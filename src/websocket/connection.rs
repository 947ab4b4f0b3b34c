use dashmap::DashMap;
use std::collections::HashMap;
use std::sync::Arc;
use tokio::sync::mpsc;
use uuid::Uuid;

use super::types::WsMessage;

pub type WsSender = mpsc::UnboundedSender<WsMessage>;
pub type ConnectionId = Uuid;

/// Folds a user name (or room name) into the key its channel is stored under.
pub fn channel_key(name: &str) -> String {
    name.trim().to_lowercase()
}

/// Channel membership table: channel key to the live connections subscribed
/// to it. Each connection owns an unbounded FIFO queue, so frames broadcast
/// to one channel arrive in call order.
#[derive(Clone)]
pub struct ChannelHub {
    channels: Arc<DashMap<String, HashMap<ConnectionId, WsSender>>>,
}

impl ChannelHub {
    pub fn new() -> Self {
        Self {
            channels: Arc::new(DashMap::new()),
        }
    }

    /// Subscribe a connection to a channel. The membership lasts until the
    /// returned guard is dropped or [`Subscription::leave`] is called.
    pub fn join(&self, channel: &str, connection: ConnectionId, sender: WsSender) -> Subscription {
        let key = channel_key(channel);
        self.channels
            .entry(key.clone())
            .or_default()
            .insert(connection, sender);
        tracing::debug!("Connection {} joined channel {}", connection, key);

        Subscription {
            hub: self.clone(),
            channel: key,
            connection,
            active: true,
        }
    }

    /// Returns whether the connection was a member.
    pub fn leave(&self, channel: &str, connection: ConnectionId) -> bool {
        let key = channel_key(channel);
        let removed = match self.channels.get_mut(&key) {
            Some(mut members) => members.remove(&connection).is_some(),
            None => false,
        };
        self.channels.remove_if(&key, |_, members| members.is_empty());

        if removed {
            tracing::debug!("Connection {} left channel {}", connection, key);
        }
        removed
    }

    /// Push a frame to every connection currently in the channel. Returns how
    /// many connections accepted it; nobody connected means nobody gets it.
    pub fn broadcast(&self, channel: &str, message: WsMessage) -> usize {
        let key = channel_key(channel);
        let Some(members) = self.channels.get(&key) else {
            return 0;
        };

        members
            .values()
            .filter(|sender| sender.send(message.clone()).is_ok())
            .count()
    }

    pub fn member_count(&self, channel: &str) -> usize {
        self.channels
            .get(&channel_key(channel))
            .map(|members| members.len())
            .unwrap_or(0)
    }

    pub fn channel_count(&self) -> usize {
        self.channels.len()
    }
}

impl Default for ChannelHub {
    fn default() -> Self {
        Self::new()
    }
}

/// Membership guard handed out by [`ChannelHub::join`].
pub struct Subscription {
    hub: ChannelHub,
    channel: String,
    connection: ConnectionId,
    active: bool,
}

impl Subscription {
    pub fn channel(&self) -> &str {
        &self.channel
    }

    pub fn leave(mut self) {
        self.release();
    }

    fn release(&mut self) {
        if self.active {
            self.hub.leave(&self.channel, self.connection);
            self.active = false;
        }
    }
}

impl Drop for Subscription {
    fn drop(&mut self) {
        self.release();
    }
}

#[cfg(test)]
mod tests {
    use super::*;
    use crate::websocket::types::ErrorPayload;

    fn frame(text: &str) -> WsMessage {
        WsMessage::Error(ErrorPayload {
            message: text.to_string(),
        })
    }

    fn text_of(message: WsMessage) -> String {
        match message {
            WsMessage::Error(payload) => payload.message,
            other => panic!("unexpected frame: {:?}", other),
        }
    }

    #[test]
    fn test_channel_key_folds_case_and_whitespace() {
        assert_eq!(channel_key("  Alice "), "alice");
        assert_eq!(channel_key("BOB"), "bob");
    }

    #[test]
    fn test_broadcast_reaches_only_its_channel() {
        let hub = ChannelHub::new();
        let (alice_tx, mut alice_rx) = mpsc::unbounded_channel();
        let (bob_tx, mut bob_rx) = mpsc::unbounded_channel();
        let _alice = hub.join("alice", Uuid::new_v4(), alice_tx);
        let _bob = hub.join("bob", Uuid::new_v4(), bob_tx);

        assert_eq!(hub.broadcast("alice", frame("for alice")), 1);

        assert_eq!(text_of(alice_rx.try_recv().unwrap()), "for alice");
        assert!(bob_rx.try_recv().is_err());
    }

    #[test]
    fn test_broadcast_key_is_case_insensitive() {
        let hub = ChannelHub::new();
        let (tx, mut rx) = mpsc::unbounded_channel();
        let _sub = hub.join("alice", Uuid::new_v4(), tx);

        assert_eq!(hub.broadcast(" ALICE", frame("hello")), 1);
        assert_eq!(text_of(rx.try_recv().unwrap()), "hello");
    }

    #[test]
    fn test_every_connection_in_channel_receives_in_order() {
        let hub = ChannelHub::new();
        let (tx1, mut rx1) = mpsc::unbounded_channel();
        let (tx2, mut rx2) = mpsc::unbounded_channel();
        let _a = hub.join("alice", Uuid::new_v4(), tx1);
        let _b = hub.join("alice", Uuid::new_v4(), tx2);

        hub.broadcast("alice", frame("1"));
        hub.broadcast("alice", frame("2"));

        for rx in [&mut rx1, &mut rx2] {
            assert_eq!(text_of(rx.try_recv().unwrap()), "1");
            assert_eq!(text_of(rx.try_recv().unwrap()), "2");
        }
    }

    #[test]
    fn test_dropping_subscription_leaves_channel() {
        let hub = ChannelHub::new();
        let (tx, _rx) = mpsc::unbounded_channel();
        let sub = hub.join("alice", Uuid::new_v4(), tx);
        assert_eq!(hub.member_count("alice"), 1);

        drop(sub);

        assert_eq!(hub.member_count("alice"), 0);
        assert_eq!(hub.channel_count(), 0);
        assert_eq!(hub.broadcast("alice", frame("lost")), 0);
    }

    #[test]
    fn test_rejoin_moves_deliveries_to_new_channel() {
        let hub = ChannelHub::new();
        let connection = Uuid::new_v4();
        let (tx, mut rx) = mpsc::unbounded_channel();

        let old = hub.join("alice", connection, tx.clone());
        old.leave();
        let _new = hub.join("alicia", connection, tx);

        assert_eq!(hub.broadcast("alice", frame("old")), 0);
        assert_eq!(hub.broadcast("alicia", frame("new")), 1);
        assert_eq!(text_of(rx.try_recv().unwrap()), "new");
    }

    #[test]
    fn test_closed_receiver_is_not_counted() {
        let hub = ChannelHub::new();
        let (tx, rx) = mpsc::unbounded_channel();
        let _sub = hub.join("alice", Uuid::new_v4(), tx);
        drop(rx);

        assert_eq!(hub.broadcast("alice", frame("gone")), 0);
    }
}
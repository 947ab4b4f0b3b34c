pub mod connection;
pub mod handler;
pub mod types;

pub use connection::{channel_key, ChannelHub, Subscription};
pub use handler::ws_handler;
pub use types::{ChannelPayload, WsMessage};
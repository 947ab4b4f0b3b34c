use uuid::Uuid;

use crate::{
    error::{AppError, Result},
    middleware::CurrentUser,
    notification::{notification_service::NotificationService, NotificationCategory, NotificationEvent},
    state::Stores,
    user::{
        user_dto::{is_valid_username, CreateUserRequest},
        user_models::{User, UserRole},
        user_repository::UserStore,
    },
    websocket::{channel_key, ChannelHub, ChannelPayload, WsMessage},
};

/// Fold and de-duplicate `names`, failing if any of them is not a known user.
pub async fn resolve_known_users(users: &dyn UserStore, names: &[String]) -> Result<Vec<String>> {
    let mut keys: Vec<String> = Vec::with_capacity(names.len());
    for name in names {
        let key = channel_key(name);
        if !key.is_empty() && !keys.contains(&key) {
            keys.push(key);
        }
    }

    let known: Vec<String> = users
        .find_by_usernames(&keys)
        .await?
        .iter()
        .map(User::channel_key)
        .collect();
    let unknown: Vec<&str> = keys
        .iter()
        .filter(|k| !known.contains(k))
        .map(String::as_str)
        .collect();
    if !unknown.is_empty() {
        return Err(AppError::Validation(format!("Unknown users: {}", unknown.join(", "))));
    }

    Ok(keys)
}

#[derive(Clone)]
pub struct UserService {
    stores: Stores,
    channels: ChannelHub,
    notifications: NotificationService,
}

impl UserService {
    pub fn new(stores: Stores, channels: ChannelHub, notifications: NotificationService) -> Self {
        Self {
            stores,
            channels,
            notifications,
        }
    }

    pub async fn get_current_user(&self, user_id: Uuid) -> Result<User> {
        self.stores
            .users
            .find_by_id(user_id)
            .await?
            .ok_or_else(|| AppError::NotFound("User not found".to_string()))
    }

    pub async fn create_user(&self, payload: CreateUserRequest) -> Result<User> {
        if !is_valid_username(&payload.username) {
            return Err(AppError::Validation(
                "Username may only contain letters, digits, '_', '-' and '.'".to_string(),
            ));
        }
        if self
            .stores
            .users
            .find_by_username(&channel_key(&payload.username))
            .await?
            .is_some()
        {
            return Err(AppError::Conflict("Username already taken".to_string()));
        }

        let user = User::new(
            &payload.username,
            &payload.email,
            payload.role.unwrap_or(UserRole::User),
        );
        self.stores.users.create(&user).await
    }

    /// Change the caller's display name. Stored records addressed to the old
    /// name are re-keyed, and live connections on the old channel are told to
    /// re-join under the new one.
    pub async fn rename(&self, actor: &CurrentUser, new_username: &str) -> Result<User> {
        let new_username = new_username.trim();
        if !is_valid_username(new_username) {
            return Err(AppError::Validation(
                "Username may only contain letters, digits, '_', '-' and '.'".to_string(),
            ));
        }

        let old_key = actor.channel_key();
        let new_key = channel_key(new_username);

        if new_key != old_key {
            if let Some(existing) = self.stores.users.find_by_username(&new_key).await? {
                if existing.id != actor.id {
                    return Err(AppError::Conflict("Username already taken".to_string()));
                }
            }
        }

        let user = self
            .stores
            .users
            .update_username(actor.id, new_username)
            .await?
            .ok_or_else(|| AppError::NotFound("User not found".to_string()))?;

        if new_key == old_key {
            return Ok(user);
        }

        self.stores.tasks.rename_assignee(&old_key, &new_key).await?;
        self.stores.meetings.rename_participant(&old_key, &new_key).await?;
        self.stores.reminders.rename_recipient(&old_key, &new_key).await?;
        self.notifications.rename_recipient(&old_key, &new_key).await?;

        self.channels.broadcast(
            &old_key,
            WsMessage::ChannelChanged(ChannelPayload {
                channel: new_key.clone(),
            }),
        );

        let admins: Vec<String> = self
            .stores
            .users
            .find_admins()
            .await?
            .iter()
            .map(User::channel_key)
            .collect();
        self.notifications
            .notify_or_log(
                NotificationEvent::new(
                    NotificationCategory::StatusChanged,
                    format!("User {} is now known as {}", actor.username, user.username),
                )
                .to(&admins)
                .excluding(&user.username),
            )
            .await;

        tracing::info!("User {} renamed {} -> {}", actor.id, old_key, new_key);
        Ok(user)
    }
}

=== TASK BRIEF ===
The lines to copy are those in the listing that contain the word "super".

=== WRITTEN REPLY ===
use super::types::WsMessage;
    use super::*;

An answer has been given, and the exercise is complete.